*** PROVIDED RECORDS ***
//! Configuration errors with codes, context and recovery suggestions
//!
//! Raised while loading and validating `h2site.toml`; the CLI maps
//! [`ErrorCode`] to a process exit code. The domain crates (geo, scoring,
//! report, api-client) carry their own error enums.

use std::fmt;
use thiserror::Error;

/// Error codes for programmatic error handling
#[derive(Debug, Clone, Copy, PartialEq, Eq, Hash)]
pub enum ErrorCode {
    // IO errors (2xxx)
    IoError = 2000,
    FileNotFound = 2001,
    PermissionDenied = 2002,

    // Configuration errors (3xxx)
    ConfigError = 3000,
    ConfigNotFound = 3001,
    ConfigParseError = 3002,
    ConfigValidationError = 3003,
}

impl ErrorCode {
    /// Get the numeric code
    pub fn code(&self) -> u32 {
        *self as u32
    }

    /// Map to a process exit code.
    pub fn exit_code(&self) -> i32 {
        match self.code() / 1000 {
            3 => exit_codes::CONFIG_ERROR,
            _ => exit_codes::FAILURE,
        }
    }
}

impl fmt::Display for ErrorCode {
    fn fmt(&self, f: &mut fmt::Formatter<'_>) -> fmt::Result {
        write!(f, "E{:04}", self.code())
    }
}

/// Main error type with rich context
#[derive(Error, Debug)]
pub struct Error {
    /// Error code for programmatic handling
    pub code: ErrorCode,
    /// Human-readable message
    pub message: String,
    /// Additional context
    pub context: Option<String>,
    /// Recovery suggestion
    pub suggestion: Option<String>,
    /// Source error
    #[source]
    pub source: Option<Box<dyn std::error::Error + Send + Sync>>,
}

impl fmt::Display for Error {
    fn fmt(&self, f: &mut fmt::Formatter<'_>) -> fmt::Result {
        write!(f, "[{}] {}", self.code, self.message)?;
        if let Some(ctx) = &self.context {
            write!(f, "\n  Context: {}", ctx)?;
        }
        if let Some(suggestion) = &self.suggestion {
            write!(f, "\n  Suggestion: {}", suggestion)?;
        }
        Ok(())
    }
}

impl Error {
    /// Create a new error
    pub fn new(code: ErrorCode, message: impl Into<String>) -> Self {
        Self {
            code,
            message: message.into(),
            context: None,
            suggestion: None,
            source: None,
        }
    }

    /// Add context to the error
    pub fn with_context(mut self, context: impl Into<String>) -> Self {
        self.context = Some(context.into());
        self
    }

    /// Add a recovery suggestion
    pub fn with_suggestion(mut self, suggestion: impl Into<String>) -> Self {
        self.suggestion = Some(suggestion.into());
        self
    }

    /// Add a source error
    pub fn with_source(mut self, source: impl std::error::Error + Send + Sync + 'static) -> Self {
        self.source = Some(Box::new(source));
        self
    }

    /// Process exit code for this error
    pub fn exit_code(&self) -> i32 {
        self.code.exit_code()
    }

    pub fn config(message: impl Into<String>) -> Self {
        Self::new(ErrorCode::ConfigError, message)
    }

    pub fn config_not_found(path: impl AsRef<std::path::Path>) -> Self {
        Self::new(
            ErrorCode::ConfigNotFound,
            format!("Configuration file not found: {}", path.as_ref().display()),
        )
        .with_suggestion("Create an h2site.toml file or use --config to specify a path")
    }

    pub fn invalid_config(message: impl Into<String>) -> Self {
        Self::new(ErrorCode::ConfigValidationError, message)
            .with_suggestion("Fix the value in h2site.toml or remove it to use the default")
    }
}

/// Result type alias
pub type Result<T> = std::result::Result<T, Error>;

/// Exit codes for CLI commands
pub mod exit_codes {
    pub const SUCCESS: i32 = 0;
    pub const FAILURE: i32 = 1;
    pub const VALIDATION_ERROR: i32 = 2;
    pub const CONFIG_ERROR: i32 = 3;
    pub const NETWORK_ERROR: i32 = 4;
    pub const TIMEOUT: i32 = 124;
}

impl From<std::io::Error> for Error {
    fn from(err: std::io::Error) -> Self {
        let code = match err.kind() {
            std::io::ErrorKind::NotFound => ErrorCode::FileNotFound,
            std::io::ErrorKind::PermissionDenied => ErrorCode::PermissionDenied,
            _ => ErrorCode::IoError,
        };
        Error::new(code, err.to_string()).with_source(err)
    }
}

impl From<toml::de::Error> for Error {
    fn from(err: toml::de::Error) -> Self {
        Error::new(ErrorCode::ConfigParseError, format!("TOML parse error: {}", err))
            .with_source(err)
    }
}

/// Extension trait for adding context to Results
pub trait ResultExt<T> {
    fn context(self, context: impl Into<String>) -> Result<T>;
}

impl<T> ResultExt<T> for Result<T> {
    fn context(self, context: impl Into<String>) -> Result<T> {
        self.map_err(|e| e.with_context(context))
    }
}

#[cfg(test)]
mod tests {
    use super::*;

    #[test]
    fn test_error_code_display() {
        assert_eq!(ErrorCode::FileNotFound.to_string(), "E2001");
        assert_eq!(ErrorCode::ConfigValidationError.to_string(), "E3003");
    }

    #[test]
    fn test_exit_codes() {
        assert_eq!(ErrorCode::ConfigParseError.exit_code(), exit_codes::CONFIG_ERROR);
        assert_eq!(ErrorCode::ConfigNotFound.exit_code(), exit_codes::CONFIG_ERROR);
        assert_eq!(ErrorCode::PermissionDenied.exit_code(), exit_codes::FAILURE);
        assert_eq!(Error::config("bad").exit_code(), exit_codes::CONFIG_ERROR);
    }

    #[test]
    fn test_io_error_kinds() {
        let missing = Error::from(std::io::Error::from(std::io::ErrorKind::NotFound));
        assert_eq!(missing.code, ErrorCode::FileNotFound);
        assert!(std::error::Error::source(&missing).is_some());

        let other = Error::from(std::io::Error::other("disk on fire"));
        assert_eq!(other.code, ErrorCode::IoError);
    }

    #[test]
    fn test_result_ext_context() {
        let result: Result<()> = Err(Error::invalid_config("scoring.top_k must be at least 1"));
        let err = result.context("h2site.toml").unwrap_err();
        assert_eq!(err.context.as_deref(), Some("h2site.toml"));

        let message = err.to_string();
        assert!(message.contains("E3003"));
        assert!(message.contains("Context: h2site.toml"));
        assert!(message.contains("Suggestion:"));
    }
}
//! WASM bindings for the geo crate.
//!
//! These bindings let the dashboard call the classifier from
//! JavaScript/TypeScript with plain JSON strings.

use crate::{classify, haversine_distance, nearby, parse_point, Asset, GeoPoint};
use wasm_bindgen::prelude::*;

fn js_error(context: &str, err: impl std::fmt::Display) -> JsValue {
    JsValue::from_str(&format!("{context}: {err}"))
}

/// Distance in kilometers between two `[lng, lat]` points.
#[wasm_bindgen]
pub fn distance(lng1: f64, lat1: f64, lng2: f64, lat2: f64) -> f64 {
    haversine_distance(&GeoPoint::new(lng1, lat1), &GeoPoint::new(lng2, lat2))
}

/// Classify assets into primary/secondary rings around a center.
///
/// # Arguments
/// * `center_lng` - Center longitude
/// * `center_lat` - Center latitude
/// * `primary_radius_km` - User-selected radius
/// * `secondary_radius_km` - Context radius (assets beyond it are dropped)
/// * `assets_json` - JSON array of assets (`id`, `name`, `type`, `coordinates`)
///
/// # Returns
/// JSON array of assets with added `distance` and `isPrimary` fields
#[wasm_bindgen(js_name = getAssetsInDualRadius)]
pub fn get_assets_in_dual_radius(
    center_lng: f64,
    center_lat: f64,
    primary_radius_km: f64,
    secondary_radius_km: f64,
    assets_json: &str,
) -> Result<String, JsValue> {
    let assets: Vec<Asset> =
        serde_json::from_str(assets_json).map_err(|e| js_error("JSON parse error", e))?;

    let classified = classify(
        GeoPoint::new(center_lng, center_lat),
        primary_radius_km,
        secondary_radius_km,
        &assets,
    )
    .map_err(|e| js_error("Classification error", e))?;

    serde_json::to_string(&classified).map_err(|e| js_error("JSON serialize error", e))
}

/// IDs and distances of assets within a radius, closest first.
///
/// `max_results` of 0 returns all matches.
#[wasm_bindgen(js_name = nearbyAssets)]
pub fn nearby_assets(
    center_lng: f64,
    center_lat: f64,
    radius_km: f64,
    assets_json: &str,
    max_results: u32,
) -> Result<String, JsValue> {
    let assets: Vec<Asset> =
        serde_json::from_str(assets_json).map_err(|e| js_error("JSON parse error", e))?;

    let top_k = (max_results > 0).then_some(max_results as usize);
    let results: Vec<serde_json::Value> = nearby(
        GeoPoint::new(center_lng, center_lat),
        radius_km,
        &assets,
        top_k,
        |a| Some(a.coordinates),
    )
    .into_iter()
    .map(|n| serde_json::json!({ "id": n.item.id, "distance": n.distance_km }))
    .collect();

    serde_json::to_string(&results).map_err(|e| js_error("JSON serialize error", e))
}

/// Parse a GeoJSON/WKT location and return `[lng, lat]`, or `null`.
#[wasm_bindgen(js_name = parseLocation)]
pub fn parse_location(location_json: &str) -> Result<String, JsValue> {
    let value: serde_json::Value =
        serde_json::from_str(location_json).map_err(|e| js_error("JSON parse error", e))?;

    match parse_point(&value) {
        Some(point) => {
            serde_json::to_string(&point).map_err(|e| js_error("JSON serialize error", e))
        }
        None => Ok("null".to_string()),
    }
}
*** End of PROVIDED RECORDS ***
**DESCRIPTION OF THE TASK:**
Pull each line containing "trait" from the records.

**WORKED SOLUTION:**
/// Extension trait for adding context to Results
pub trait ResultExt<T> {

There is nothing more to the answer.